[DATA EXTRACT]

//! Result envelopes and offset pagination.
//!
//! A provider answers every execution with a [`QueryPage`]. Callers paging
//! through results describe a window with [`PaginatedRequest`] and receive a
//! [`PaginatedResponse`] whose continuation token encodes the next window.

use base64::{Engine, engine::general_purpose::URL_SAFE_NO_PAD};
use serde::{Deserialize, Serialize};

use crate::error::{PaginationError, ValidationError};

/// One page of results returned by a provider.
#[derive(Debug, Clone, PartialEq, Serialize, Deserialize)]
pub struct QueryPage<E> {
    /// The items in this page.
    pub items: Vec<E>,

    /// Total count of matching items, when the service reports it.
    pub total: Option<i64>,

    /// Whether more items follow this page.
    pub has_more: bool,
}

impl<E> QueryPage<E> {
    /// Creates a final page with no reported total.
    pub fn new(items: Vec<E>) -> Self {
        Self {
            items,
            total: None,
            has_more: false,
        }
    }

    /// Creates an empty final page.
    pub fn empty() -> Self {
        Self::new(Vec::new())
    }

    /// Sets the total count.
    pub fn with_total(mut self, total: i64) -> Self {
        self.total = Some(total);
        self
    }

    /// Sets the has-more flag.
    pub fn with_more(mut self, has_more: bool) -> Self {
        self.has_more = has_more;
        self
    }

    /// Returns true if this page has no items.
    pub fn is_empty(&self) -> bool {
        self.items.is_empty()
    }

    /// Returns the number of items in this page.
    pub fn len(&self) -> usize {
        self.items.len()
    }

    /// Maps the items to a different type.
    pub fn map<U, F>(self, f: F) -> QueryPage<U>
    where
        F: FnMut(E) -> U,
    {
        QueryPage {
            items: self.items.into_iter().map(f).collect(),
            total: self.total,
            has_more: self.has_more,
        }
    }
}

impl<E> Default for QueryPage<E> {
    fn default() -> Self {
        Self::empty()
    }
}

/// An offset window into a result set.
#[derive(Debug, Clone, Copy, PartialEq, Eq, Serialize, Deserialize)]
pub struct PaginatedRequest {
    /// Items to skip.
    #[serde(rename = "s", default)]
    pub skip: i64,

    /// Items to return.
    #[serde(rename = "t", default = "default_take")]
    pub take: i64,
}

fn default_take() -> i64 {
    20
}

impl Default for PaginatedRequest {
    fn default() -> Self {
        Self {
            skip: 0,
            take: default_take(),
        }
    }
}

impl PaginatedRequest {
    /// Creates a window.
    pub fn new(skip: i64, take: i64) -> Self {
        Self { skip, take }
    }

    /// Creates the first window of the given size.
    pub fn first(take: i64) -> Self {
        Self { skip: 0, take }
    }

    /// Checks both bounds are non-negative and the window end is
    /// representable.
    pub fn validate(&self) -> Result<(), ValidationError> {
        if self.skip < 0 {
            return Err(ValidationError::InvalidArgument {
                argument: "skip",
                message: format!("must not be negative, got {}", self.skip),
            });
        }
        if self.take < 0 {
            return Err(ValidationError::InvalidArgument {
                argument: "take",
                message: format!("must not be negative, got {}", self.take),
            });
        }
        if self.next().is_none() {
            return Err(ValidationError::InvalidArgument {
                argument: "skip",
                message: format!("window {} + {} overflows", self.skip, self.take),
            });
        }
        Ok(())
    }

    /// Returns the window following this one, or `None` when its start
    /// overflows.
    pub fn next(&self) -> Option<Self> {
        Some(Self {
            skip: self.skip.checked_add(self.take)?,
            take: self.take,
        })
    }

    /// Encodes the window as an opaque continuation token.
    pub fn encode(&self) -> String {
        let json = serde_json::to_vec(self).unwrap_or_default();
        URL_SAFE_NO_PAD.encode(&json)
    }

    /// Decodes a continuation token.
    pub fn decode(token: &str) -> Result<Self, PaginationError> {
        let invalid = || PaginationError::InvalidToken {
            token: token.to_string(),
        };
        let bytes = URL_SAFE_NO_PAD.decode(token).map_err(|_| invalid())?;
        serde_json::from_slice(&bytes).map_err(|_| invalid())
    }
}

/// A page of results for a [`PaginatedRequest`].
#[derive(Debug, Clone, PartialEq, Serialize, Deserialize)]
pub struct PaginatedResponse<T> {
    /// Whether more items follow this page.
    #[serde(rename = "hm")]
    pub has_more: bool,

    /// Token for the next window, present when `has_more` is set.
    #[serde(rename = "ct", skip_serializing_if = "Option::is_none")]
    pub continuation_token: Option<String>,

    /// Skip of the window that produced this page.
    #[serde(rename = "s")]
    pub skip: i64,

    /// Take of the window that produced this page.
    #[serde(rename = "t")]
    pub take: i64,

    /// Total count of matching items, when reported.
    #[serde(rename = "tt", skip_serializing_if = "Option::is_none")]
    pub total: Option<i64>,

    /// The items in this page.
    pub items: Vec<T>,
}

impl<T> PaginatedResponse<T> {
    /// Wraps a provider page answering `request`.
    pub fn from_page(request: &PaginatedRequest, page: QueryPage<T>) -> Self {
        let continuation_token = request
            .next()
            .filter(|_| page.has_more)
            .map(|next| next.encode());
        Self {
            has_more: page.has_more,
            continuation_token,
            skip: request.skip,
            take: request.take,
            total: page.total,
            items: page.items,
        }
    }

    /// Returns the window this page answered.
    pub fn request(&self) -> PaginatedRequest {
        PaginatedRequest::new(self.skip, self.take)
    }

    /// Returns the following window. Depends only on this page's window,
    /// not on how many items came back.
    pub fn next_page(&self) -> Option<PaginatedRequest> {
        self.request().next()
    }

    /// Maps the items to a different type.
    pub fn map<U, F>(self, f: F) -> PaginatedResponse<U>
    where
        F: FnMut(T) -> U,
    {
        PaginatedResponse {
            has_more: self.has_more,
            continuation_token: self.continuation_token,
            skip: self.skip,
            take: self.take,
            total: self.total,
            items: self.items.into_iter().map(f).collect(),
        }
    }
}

[/DATA EXTRACT]

DIRECTIONS FOR THIS TASK: Nothing in the records should differ from the original when you retype them.

ANSWER SPACE:
//! Result envelopes and offset pagination.
//!
//! A provider answers every execution with a [`QueryPage`]. Callers paging
//! through results describe a window with [`PaginatedRequest`] and receive a
//! [`PaginatedResponse`] whose continuation token encodes the next window.

use base64::{Engine, engine::general_purpose::URL_SAFE_NO_PAD};
use serde::{Deserialize, Serialize};

use crate::error::{PaginationError, ValidationError};

/// One page of results returned by a provider.
#[derive(Debug, Clone, PartialEq, Serialize, Deserialize)]
pub struct QueryPage<E> {
    /// The items in this page.
    pub items: Vec<E>,

    /// Total count of matching items, when the service reports it.
    pub total: Option<i64>,

    /// Whether more items follow this page.
    pub has_more: bool,
}

impl<E> QueryPage<E> {
    /// Creates a final page with no reported total.
    pub fn new(items: Vec<E>) -> Self {
        Self {
            items,
            total: None,
            has_more: false,
        }
    }

    /// Creates an empty final page.
    pub fn empty() -> Self {
        Self::new(Vec::new())
    }

    /// Sets the total count.
    pub fn with_total(mut self, total: i64) -> Self {
        self.total = Some(total);
        self
    }

    /// Sets the has-more flag.
    pub fn with_more(mut self, has_more: bool) -> Self {
        self.has_more = has_more;
        self
    }

    /// Returns true if this page has no items.
    pub fn is_empty(&self) -> bool {
        self.items.is_empty()
    }

    /// Returns the number of items in this page.
    pub fn len(&self) -> usize {
        self.items.len()
    }

    /// Maps the items to a different type.
    pub fn map<U, F>(self, f: F) -> QueryPage<U>
    where
        F: FnMut(E) -> U,
    {
        QueryPage {
            items: self.items.into_iter().map(f).collect(),
            total: self.total,
            has_more: self.has_more,
        }
    }
}

impl<E> Default for QueryPage<E> {
    fn default() -> Self {
        Self::empty()
    }
}

/// An offset window into a result set.
#[derive(Debug, Clone, Copy, PartialEq, Eq, Serialize, Deserialize)]
pub struct PaginatedRequest {
    /// Items to skip.
    #[serde(rename = "s", default)]
    pub skip: i64,

    /// Items to return.
    #[serde(rename = "t", default = "default_take")]
    pub take: i64,
}

fn default_take() -> i64 {
    20
}

impl Default for PaginatedRequest {
    fn default() -> Self {
        Self {
            skip: 0,
            take: default_take(),
        }
    }
}

impl PaginatedRequest {
    /// Creates a window.
    pub fn new(skip: i64, take: i64) -> Self {
        Self { skip, take }
    }

    /// Creates the first window of the given size.
    pub fn first(take: i64) -> Self {
        Self { skip: 0, take }
    }

    /// Checks both bounds are non-negative and the window end is
    /// representable.
    pub fn validate(&self) -> Result<(), ValidationError> {
        if self.skip < 0 {
            return Err(ValidationError::InvalidArgument {
                argument: "skip",
                message: format!("must not be negative, got {}", self.skip),
            });
        }
        if self.take < 0 {
            return Err(ValidationError::InvalidArgument {
                argument: "take",
                message: format!("must not be negative, got {}", self.take),
            });
        }
        if self.next().is_none() {
            return Err(ValidationError::InvalidArgument {
                argument: "skip",
                message: format!("window {} + {} overflows", self.skip, self.take),
            });
        }
        Ok(())
    }

    /// Returns the window following this one, or `None` when its start
    /// overflows.
    pub fn next(&self) -> Option<Self> {
        Some(Self {
            skip: self.skip.checked_add(self.take)?,
            take: self.take,
        })
    }

    /// Encodes the window as an opaque continuation token.
    pub fn encode(&self) -> String {
        let json = serde_json::to_vec(self).unwrap_or_default();
        URL_SAFE_NO_PAD.encode(&json)
    }

    /// Decodes a continuation token.
    pub fn decode(token: &str) -> Result<Self, PaginationError> {
        let invalid = || PaginationError::InvalidToken {
            token: token.to_string(),
        };
        let bytes = URL_SAFE_NO_PAD.decode(token).map_err(|_| invalid())?;
        serde_json::from_slice(&bytes).map_err(|_| invalid())
    }
}

/// A page of results for a [`PaginatedRequest`].
#[derive(Debug, Clone, PartialEq, Serialize, Deserialize)]
pub struct PaginatedResponse<T> {
    /// Whether more items follow this page.
    #[serde(rename = "hm")]
    pub has_more: bool,

    /// Token for the next window, present when `has_more` is set.
    #[serde(rename = "ct", skip_serializing_if = "Option::is_none")]
    pub continuation_token: Option<String>,

    /// Skip of the window that produced this page.
    #[serde(rename = "s")]
    pub skip: i64,

    /// Take of the window that produced this page.
    #[serde(rename = "t")]
    pub take: i64,

    /// Total count of matching items, when reported.
    #[serde(rename = "tt", skip_serializing_if = "Option::is_none")]
    pub total: Option<i64>,

    /// The items in this page.
    pub items: Vec<T>,
}

impl<T> PaginatedResponse<T> {
    /// Wraps a provider page answering `request`.
    pub fn from_page(request: &PaginatedRequest, page: QueryPage<T>) -> Self {
        let continuation_token = request
            .next()
            .filter(|_| page.has_more)
            .map(|next| next.encode());
        Self {
            has_more: page.has_more,
            continuation_token,
            skip: request.skip,
            take: request.take,
            total: page.total,
            items: page.items,
        }
    }

    /// Returns the window this page answered.
    pub fn request(&self) -> PaginatedRequest {
        PaginatedRequest::new(self.skip, self.take)
    }

    /// Returns the following window. Depends only on this page's window,
    /// not on how many items came back.
    pub fn next_page(&self) -> Option<PaginatedRequest> {
        self.request().next()
    }

    /// Maps the items to a different type.
    pub fn map<U, F>(self, f: F) -> PaginatedResponse<U>
    where
        F: FnMut(T) -> U,
    {
        PaginatedResponse {
            has_more: self.has_more,
            continuation_token: self.continuation_token,
            skip: self.skip,
            take: self.take,
            total: self.total,
            items: self.items.into_iter().map(f).collect(),
        }
    }
}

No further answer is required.